What is ElBaradei charged with? Incredibly, he is accused of breaches of "national trust"--because, according to Sayed Ateeq, head of the Criminal Law Department at Helwan University's Faculty of Law, he "had not presented to the government, the presidency or the revolutionary forces any other alternatives to dispersing the sit-ins, as well as disregarded the 'terrorist crimes' committed by the Muslim Brotherhood there."

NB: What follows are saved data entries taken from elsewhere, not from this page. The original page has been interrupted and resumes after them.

//! Unpaywall best-OA-location lookup.
//!
//! One GET per DOI; the API requires a contact email on every request.

use std::sync::Arc;

use async_trait::async_trait;
use tracing::instrument;

use crate::classify;
use crate::config::EnrichConfig;
use crate::logfmt::{self, Status};

use super::http::{send_with_retry, standard_client};
use super::rate_limit::RateLimiter;
use super::{PubRef, SourceClient, SourceError, SourceResult, UrlCandidate, UrlSource};

const DEFAULT_BASE_URL: &str = "https://api.unpaywall.org/v2";

/// Unpaywall client; emits the best open-access location for a DOI.
pub struct UnpaywallClient {
    client: reqwest::Client,
    limiter: Arc<RateLimiter>,
    base_url: String,
    email: String,
}

impl UnpaywallClient {
    /// Creates a client against the production API.
    #[must_use]
    pub fn new(config: &EnrichConfig, limiter: Arc<RateLimiter>) -> Self {
        Self::with_base_url(config, limiter, DEFAULT_BASE_URL)
    }

    /// Creates a client with a custom endpoint for tests.
    #[must_use]
    pub fn with_base_url(
        config: &EnrichConfig,
        limiter: Arc<RateLimiter>,
        base_url: impl Into<String>,
    ) -> Self {
        Self {
            client: standard_client(&config.unpaywall_email, config.request_timeout()),
            limiter,
            base_url: base_url.into(),
            email: config.unpaywall_email.clone(),
        }
    }
}

impl SourceClient for UnpaywallClient {
    fn name(&self) -> &'static str {
        "unpaywall"
    }

    fn base_priority(&self) -> i32 {
        20
    }
}

#[async_trait]
impl UrlSource for UnpaywallClient {
    #[instrument(skip(self, publication))]
    async fn fetch_urls(&self, publication: &PubRef) -> SourceResult<Vec<UrlCandidate>> {
        let Some(doi) = &publication.ids.doi else {
            return Ok(Vec::new());
        };

        let url = format!("{}/{doi}", self.base_url);
        let response = send_with_retry(&self.limiter, "unpaywall", || {
            self.client.get(&url).query(&[("email", &self.email)])
        })
        .await?;

        let body: serde_json::Value = response
            .json()
            .await
            .map_err(|e| SourceError::Transient(format!("unpaywall body: {e}")))?;

        let location = &body["best_oa_location"];
        if location.is_null() {
            logfmt::log_event(Status::Skip, "unpaywall", "no OA location", &[("doi", doi)]);
            return Ok(Vec::new());
        }

        let mut candidates = Vec::new();

        if let Some(pdf_url) = location["url_for_pdf"].as_str() {
            let mut candidate = UrlCandidate::new(
                pdf_url,
                self.name(),
                classify::classify(pdf_url),
                self.base_priority(),
            );
            candidate.confidence = 0.9;
            candidates.push(candidate);
        }

        if let Some(page_url) = location["url"].as_str()
            && candidates.iter().all(|c| c.url != page_url)
        {
            candidates.push(UrlCandidate::new(
                page_url,
                self.name(),
                classify::classify(page_url),
                self.base_priority() + 2,
            ));
        }

        logfmt::log_event(
            Status::Ok,
            "unpaywall",
            "OA location found",
            &[("doi", doi), ("candidates", &candidates.len().to_string())],
        );
        Ok(candidates)
    }
}

impl std::fmt::Debug for UnpaywallClient {
    fn fmt(&self, f: &mut std::fmt::Formatter<'_>) -> std::fmt::Result {
        f.debug_struct("UnpaywallClient")
            .field("base_url", &self.base_url)
            .finish_non_exhaustive()
    }
}
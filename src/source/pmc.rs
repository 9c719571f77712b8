//! PubMed Central direct-PDF routing.
//!
//! PMC exposes several stable PDF paths per article; all four are emitted as
//! candidates so the download waterfall can fall through host variants. PMC
//! is known to 403 programmatic clients, which the waterfall records as
//! blocked and the URL collection stage compensates for (OpenAlex fallback).

use std::sync::Arc;

use async_trait::async_trait;

use crate::classify::UrlType;
use crate::config::EnrichConfig;
use crate::ident::PubIds;

use super::rate_limit::RateLimiter;
use super::{PubRef, SourceClient, SourceResult, UrlCandidate, UrlSource};

/// Candidate URL templates keyed by a PMCID, in preference order.
fn pdf_patterns(pmcid: &str) -> [String; 4] {
    [
        format!("https://www.ncbi.nlm.nih.gov/pmc/articles/{pmcid}/pdf/"),
        format!("https://pmc.ncbi.nlm.nih.gov/articles/{pmcid}/pdf/"),
        format!("https://www.ncbi.nlm.nih.gov/pmc/articles/{pmcid}/pdf/main.pdf"),
        format!("https://europepmc.org/articles/{pmcid}?pdf=render"),
    ]
}

/// Pattern-based PMC URL source.
///
/// Produces candidates without network traffic; the PMCID either came from
/// discovery metadata or a PubMed elink lookup.
#[derive(Debug)]
pub struct PmcClient {
    _limiter: Arc<RateLimiter>,
}

impl PmcClient {
    /// Creates the client; PMC emits pattern candidates only.
    #[must_use]
    pub fn new(_config: &EnrichConfig, limiter: Arc<RateLimiter>) -> Self {
        Self { _limiter: limiter }
    }
}

impl SourceClient for PmcClient {
    fn name(&self) -> &'static str {
        "pmc"
    }

    fn base_priority(&self) -> i32 {
        10
    }
}

#[async_trait]
impl UrlSource for PmcClient {
    async fn fetch_urls(&self, publication: &PubRef) -> SourceResult<Vec<UrlCandidate>> {
        Ok(candidates_for_ids(
            &publication.ids,
            self.name(),
            self.base_priority(),
        ))
    }
}

fn candidates_for_ids(ids: &PubIds, source: &str, base_priority: i32) -> Vec<UrlCandidate> {
    let Some(pmcid) = &ids.pmcid else {
        return Vec::new();
    };

    let mut candidates: Vec<UrlCandidate> = pdf_patterns(pmcid)
        .into_iter()
        .enumerate()
        .map(|(i, url)| {
            let offset = i32::try_from(i).unwrap_or(i32::MAX);
            UrlCandidate::new(url, source, UrlType::DirectPdf, base_priority + offset)
        })
        .collect();

    candidates.push(UrlCandidate::new(
        format!("https://www.ncbi.nlm.nih.gov/pmc/articles/{pmcid}/"),
        source,
        UrlType::HtmlFulltext,
        base_priority + 5,
    ));

    candidates
}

But the military rulers' pretzel logic--excusing those who commit crimes while accusing those who haven't--doesn't end there. According to the New York Times:

The police scarcely bothered to offer a credible explanation for the deaths of three dozen Morsi supporters in custody over the weekend. After repeatedly shifting stories, they ultimately said the detainees had suffocated from tear gas during a failed escape attempt. But photographs taken at the morgue on Monday showed that at least two had been badly burned from the shoulders up and that others bore evidence of torture.

Not to be outdone in their hypocrisy, the Obama administration and Pentagon officials have, despite the violence and chaos in Egypt, reiterated their commitment to maintaining a close relationship with Egypt's military. So while the Obama administration canceled joint military exercises with Egypt last month, in supposed protest of Morsi's ouster, the more important business of maintaining Egypt's air force didn't waver--with the U.S. Air Force awarding a contract to General Electric to upgrade Egyptian fighter jets, just as the military stepped in to crush the Brotherhood's protest camps.

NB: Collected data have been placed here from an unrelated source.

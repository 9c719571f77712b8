//! End-to-end coordinator tests: the completeness ladder, idempotency,
//! backoff deferral, resumability, and shared-publication dedupe.

use std::sync::Arc;
use std::time::Duration;

use geolit_core::cache::{HotCache, LayeredCache, SoftCache, WarmStore};
use geolit_core::config::EnrichConfig;
use geolit_core::download::{DownloadManager, PdfFetcher};
use geolit_core::fulltext::PmcBlocklist;
use geolit_core::pipeline::{Coordinator, DatasetSeed, StageSkip};
use geolit_core::registry::{CompletenessLevel, Registry, Stage};
use geolit_core::source::{
    CitationSource, OpenAlexClient, PubMedClient, RateLimiter, SourceRegistry, UnpaywallClient,
    UrlSource,
};
use tokio::sync::Semaphore;
use wiremock::matchers::{method, path, path_regex, query_param};
use wiremock::{Mock, MockServer, ResponseTemplate};

fn limiter() -> Arc<RateLimiter> {
    Arc::new(RateLimiter::new(Duration::from_millis(1)))
}

fn pdf_body() -> Vec<u8> {
    let mut body = b"%PDF-1.7\n".to_vec();
    body.resize(4096, b'x');
    body
}

/// Wires a coordinator whose every outbound call lands on `server`.
async fn coordinator_for(server: &MockServer, root: &std::path::Path) -> Coordinator {
    let config = EnrichConfig {
        storage_root: root.to_path_buf(),
        ..EnrichConfig::default()
    };

    let pubmed = Arc::new(PubMedClient::with_base_url(&config, limiter(), server.uri()));
    let openalex = Arc::new(OpenAlexClient::with_base_url(&config, limiter(), server.uri()));
    let unpaywall = Arc::new(UnpaywallClient::with_base_url(&config, limiter(), server.uri()));

    let citation_sources: Vec<Arc<dyn CitationSource>> = vec![
        Arc::clone(&openalex) as Arc<dyn CitationSource>,
        Arc::clone(&pubmed) as Arc<dyn CitationSource>,
    ];
    let url_sources: Vec<Arc<dyn UrlSource>> = vec![unpaywall];
    let sources = Arc::new(SourceRegistry::from_parts(
        citation_sources,
        url_sources,
        pubmed,
        openalex,
    ));

    let registry = Registry::open_in_memory().await.unwrap();
    let cache = Arc::new(LayeredCache::new(
        Arc::new(HotCache::disabled()),
        Arc::new(WarmStore::new(root)),
        Arc::new(SoftCache::new(root)),
    ));
    let pmc_blocklist = Arc::new(PmcBlocklist::new());
    let downloads = DownloadManager::new(
        PdfFetcher::new("geolit-test/0.1", Duration::from_secs(5)),
        Arc::new(Semaphore::new(10)),
        Arc::clone(&pmc_blocklist),
        false,
    );

    Coordinator::new(config, registry, sources, cache, downloads, pmc_blocklist)
}

const ORIGINAL_XML: &str = r#"<?xml version="1.0"?>
<PubmedArticleSet>
  <PubmedArticle>
    <MedlineCitation>
      <PMID>25186741</PMID>
      <Article>
        <Journal><Title>The Journal of Neuroscience</Title>
          <JournalIssue><PubDate><Year>2014</Year></PubDate></JournalIssue>
        </Journal>
        <ArticleTitle>An RNA-sequencing transcriptome of glia and neurons</ArticleTitle>
        <Abstract><AbstractText>Purified cell-type profiling in detail.</AbstractText></Abstract>
        <AuthorList><Author><LastName>Zhang</LastName><ForeName>Ye</ForeName></Author></AuthorList>
      </Article>
    </MedlineCitation>
    <PubmedData>
      <ArticleIdList>
        <ArticleId IdType="doi">10.1523/JNEUROSCI.1860-14.2014</ArticleId>
      </ArticleIdList>
    </PubmedData>
  </PubmedArticle>
</PubmedArticleSet>"#;

/// Mounts the full happy-path mock surface: GEO summary, originating
/// metadata, one citing paper, and a working OA PDF for both papers.
async fn mount_happy_path(server: &MockServer) {
    Mock::given(method("GET"))
        .and(path("/esearch.fcgi"))
        .respond_with(ResponseTemplate::new(200).set_body_json(serde_json::json!({
            "esearchresult": {"idlist": ["200052564"]}
        })))
        .mount(server)
        .await;
    Mock::given(method("GET"))
        .and(path("/esummary.fcgi"))
        .respond_with(ResponseTemplate::new(200).set_body_json(serde_json::json!({
            "result": {"200052564": {
                "title": "An RNA-Seq transcriptome of glia and vascular cells of the cerebral cortex",
                "summary": "Transcriptome atlas of purified brain cell types.",
                "taxon": "Mus musculus",
                "gpl": "13112",
                "n_samples": 17,
                "pdat": "2014/09/03",
                "pubmedids": ["25186741"]
            }}
        })))
        .mount(server)
        .await;
    Mock::given(method("GET"))
        .and(path("/efetch.fcgi"))
        .and(query_param("id", "25186741"))
        .respond_with(ResponseTemplate::new(200).set_body_string(ORIGINAL_XML))
        .mount(server)
        .await;
    Mock::given(method("GET"))
        .and(path("/elink.fcgi"))
        .respond_with(ResponseTemplate::new(200).set_body_json(serde_json::json!({"linksets": []})))
        .mount(server)
        .await;

    // OpenAlex: resolve the original and report one citing work.
    Mock::given(method("GET"))
        .and(path_regex(r"^/works/(doi|pmid):.*$"))
        .respond_with(ResponseTemplate::new(200).set_body_json(serde_json::json!({
            "id": "https://openalex.org/W100",
            "title": "An RNA-sequencing transcriptome of glia and neurons"
        })))
        .mount(server)
        .await;
    Mock::given(method("GET"))
        .and(path("/works"))
        .respond_with(ResponseTemplate::new(200).set_body_json(serde_json::json!({
            "results": [{
                "id": "https://openalex.org/W200",
                "title": "A citing paper about astrocytes",
                "doi": "https://doi.org/10.1000/citing.1",
                "ids": {"pmid": "https://pubmed.ncbi.nlm.nih.gov/30000001"},
                "publication_year": 2019,
                "cited_by_count": 12,
                "authorships": [{"author": {"display_name": "A. Author"}}],
                "primary_location": {"source": {"display_name": "Glia"}}
            }]
        })))
        .mount(server)
        .await;

    // Unpaywall points every DOI at the mock PDF.
    let pdf_url = format!("{}/oa/paper.pdf", server.uri());
    Mock::given(method("GET"))
        .and(path_regex(r"^/10\..*$"))
        .respond_with(ResponseTemplate::new(200).set_body_json(serde_json::json!({
            "best_oa_location": {"url_for_pdf": pdf_url}
        })))
        .mount(server)
        .await;
    Mock::given(method("GET"))
        .and(path("/oa/paper.pdf"))
        .respond_with(ResponseTemplate::new(200).set_body_bytes(pdf_body()))
        .mount(server)
        .await;
}

#[tokio::test]
async fn test_ladder_climbs_to_with_pdfs() {
    let server = MockServer::start().await;
    mount_happy_path(&server).await;
    let dir = tempfile::tempdir().unwrap();
    let coordinator = coordinator_for(&server, dir.path()).await;

    let outcome = coordinator
        .enrich_dataset(&DatasetSeed::bare("GSE52564"), CompletenessLevel::WithPdfs)
        .await
        .unwrap();

    assert_eq!(outcome.level, CompletenessLevel::WithPdfs);
    assert!(outcome.stopped.is_none());
    assert_eq!(
        outcome.stages_run,
        vec![Stage::Citations, Stage::Urls, Stage::Pdfs]
    );

    // The registry reflects everything: metadata backfill, links, files.
    let complete = coordinator
        .registry()
        .get_complete("GSE52564")
        .await
        .unwrap()
        .unwrap();
    assert_eq!(complete.dataset.organism.as_deref(), Some("Mus musculus"));
    assert_eq!(complete.statistics.original, 1);
    assert_eq!(complete.statistics.citing, 1);
    assert_eq!(complete.statistics.successful_downloads, 2);
    assert!((complete.statistics.success_rate - 1.0).abs() < f64::EPSILON);

    // PDFs land in the dataset-partitioned layout.
    let pdf = dir
        .path()
        .join("pdfs/GSE52564/original/pmid-25186741.pdf");
    assert!(pdf.exists(), "missing {}", pdf.display());
}

#[tokio::test]
async fn test_rerun_at_achieved_level_runs_no_stage() {
    let server = MockServer::start().await;
    mount_happy_path(&server).await;
    let dir = tempfile::tempdir().unwrap();
    let coordinator = coordinator_for(&server, dir.path()).await;
    let seed = DatasetSeed::bare("GSE52564");

    coordinator
        .enrich_dataset(&seed, CompletenessLevel::WithPdfs)
        .await
        .unwrap();

    // Idempotent re-entry: nothing left to do, no stage executes.
    let second = coordinator
        .enrich_dataset(&seed, CompletenessLevel::WithPdfs)
        .await
        .unwrap();
    assert_eq!(second.level, CompletenessLevel::WithPdfs);
    assert!(second.stages_run.is_empty());
}

#[tokio::test]
async fn test_failed_stage_defers_with_backoff_and_freezes_lower_stages() {
    let server = MockServer::start().await;
    // GEO summary resolves, but discovery finds nothing at all.
    Mock::given(method("GET"))
        .and(path("/esearch.fcgi"))
        .respond_with(ResponseTemplate::new(200).set_body_json(serde_json::json!({
            "esearchresult": {"idlist": []}
        })))
        .mount(&server)
        .await;
    Mock::given(method("GET"))
        .and(path("/efetch.fcgi"))
        .respond_with(
            ResponseTemplate::new(200).set_body_string("<PubmedArticleSet></PubmedArticleSet>"),
        )
        .mount(&server)
        .await;
    Mock::given(method("GET"))
        .and(path("/elink.fcgi"))
        .respond_with(ResponseTemplate::new(200).set_body_json(serde_json::json!({"linksets": []})))
        .mount(&server)
        .await;

    let dir = tempfile::tempdir().unwrap();
    let coordinator = coordinator_for(&server, dir.path()).await;
    let seed = DatasetSeed {
        geo_id: "GSE1".to_string(),
        pubmed_ids: vec!["99999999".to_string()],
        ..DatasetSeed::default()
    };

    let outcome = coordinator
        .enrich_dataset(&seed, CompletenessLevel::FullyEnriched)
        .await
        .unwrap();
    assert_eq!(outcome.level, CompletenessLevel::MetadataOnly);
    assert!(matches!(
        outcome.stopped,
        Some(StageSkip::BackoffDeferred { stage: Stage::Citations, .. })
    ));

    // An immediate retry sits inside the 5-minute backoff rung: the stage
    // is skipped without any new stage work. (Metadata backfill may still
    // touch esearch/esummary; discovery endpoints must stay untouched.)
    let stage_requests = |requests: &[wiremock::Request]| {
        requests
            .iter()
            .filter(|r| {
                let p = r.url.path();
                p == "/efetch.fcgi" || p == "/elink.fcgi" || p.starts_with("/works")
            })
            .count()
    };
    let requests_before = stage_requests(&server.received_requests().await.unwrap());
    let retry = coordinator
        .enrich_dataset(&seed, CompletenessLevel::FullyEnriched)
        .await
        .unwrap();
    assert!(retry.stages_run.is_empty());
    assert!(matches!(
        retry.stopped,
        Some(StageSkip::BackoffDeferred { stage: Stage::Citations, .. })
    ));
    let requests_after = stage_requests(&server.received_requests().await.unwrap());
    assert_eq!(
        requests_before, requests_after,
        "deferred stage must issue zero outbound calls"
    );
}

#[tokio::test]
async fn test_invalid_accession_rejected_before_any_work() {
    let server = MockServer::start().await;
    let dir = tempfile::tempdir().unwrap();
    let coordinator = coordinator_for(&server, dir.path()).await;

    let result = coordinator
        .enrich_dataset(&DatasetSeed::bare("GDS999"), CompletenessLevel::WithCitations)
        .await;
    assert!(result.is_err());
    assert!(server.received_requests().await.unwrap().is_empty());
}

#[tokio::test]
async fn test_shared_publication_downloads_once_across_datasets() {
    let server = MockServer::start().await;
    mount_happy_path(&server).await;

    // A second dataset whose GEO record cites the same PMID.
    Mock::given(method("GET"))
        .and(path("/esearch.fcgi"))
        .and(query_param("term", "GSE99999[ACCN]"))
        .respond_with(ResponseTemplate::new(200).set_body_json(serde_json::json!({
            "esearchresult": {"idlist": ["200099999"]}
        })))
        .mount(&server)
        .await;
    Mock::given(method("GET"))
        .and(path("/esummary.fcgi"))
        .and(query_param("id", "200099999"))
        .respond_with(ResponseTemplate::new(200).set_body_json(serde_json::json!({
            "result": {"200099999": {
                "title": "A second dataset",
                "taxon": "Mus musculus",
                "pubmedids": ["25186741"]
            }}
        })))
        .mount(&server)
        .await;

    let dir = tempfile::tempdir().unwrap();
    let coordinator = coordinator_for(&server, dir.path()).await;

    coordinator
        .enrich_dataset(&DatasetSeed::bare("GSE52564"), CompletenessLevel::WithPdfs)
        .await
        .unwrap();

    let downloads_after_first = server
        .received_requests()
        .await
        .unwrap()
        .iter()
        .filter(|r| r.url.path() == "/oa/paper.pdf")
        .count();

    coordinator
        .enrich_dataset(&DatasetSeed::bare("GSE99999"), CompletenessLevel::WithPdfs)
        .await
        .unwrap();

    let downloads_after_second = server
        .received_requests()
        .await
        .unwrap()
        .iter()
        .filter(|r| r.url.path() == "/oa/paper.pdf")
        .count();
    assert_eq!(
        downloads_after_first, downloads_after_second,
        "a publication shared across datasets downloads exactly once"
    );

    // Both datasets hold their own link rows to the same publication.
    let first = coordinator
        .registry()
        .get_complete("GSE52564")
        .await
        .unwrap()
        .unwrap();
    let second = coordinator
        .registry()
        .get_complete("GSE99999")
        .await
        .unwrap()
        .unwrap();
    assert!(
        first
            .publications
            .iter()
            .any(|p| p.publication.pub_key == "pmid-25186741")
    );
    assert!(
        second
            .publications
            .iter()
            .any(|p| p.publication.pub_key == "pmid-25186741")
    );
}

According to Politico.com:

[A]s the engine contract demonstrates, the Pentagon apparently views these measures as mere speed bumps for an ongoing relationship that'll one day get back to normal--just as soon as the Egyptian military stops squelching its Islamist dissenters.

Amid the unrest, the Pentagon has been moving forward with business deals under the assumption there will be no long-term suspension in military-to-military relations. [Secretary of Defense Chuck] Hagel went so far as to declare in a previous statement: "The Department of Defense will continue to maintain a military relationship with Egypt."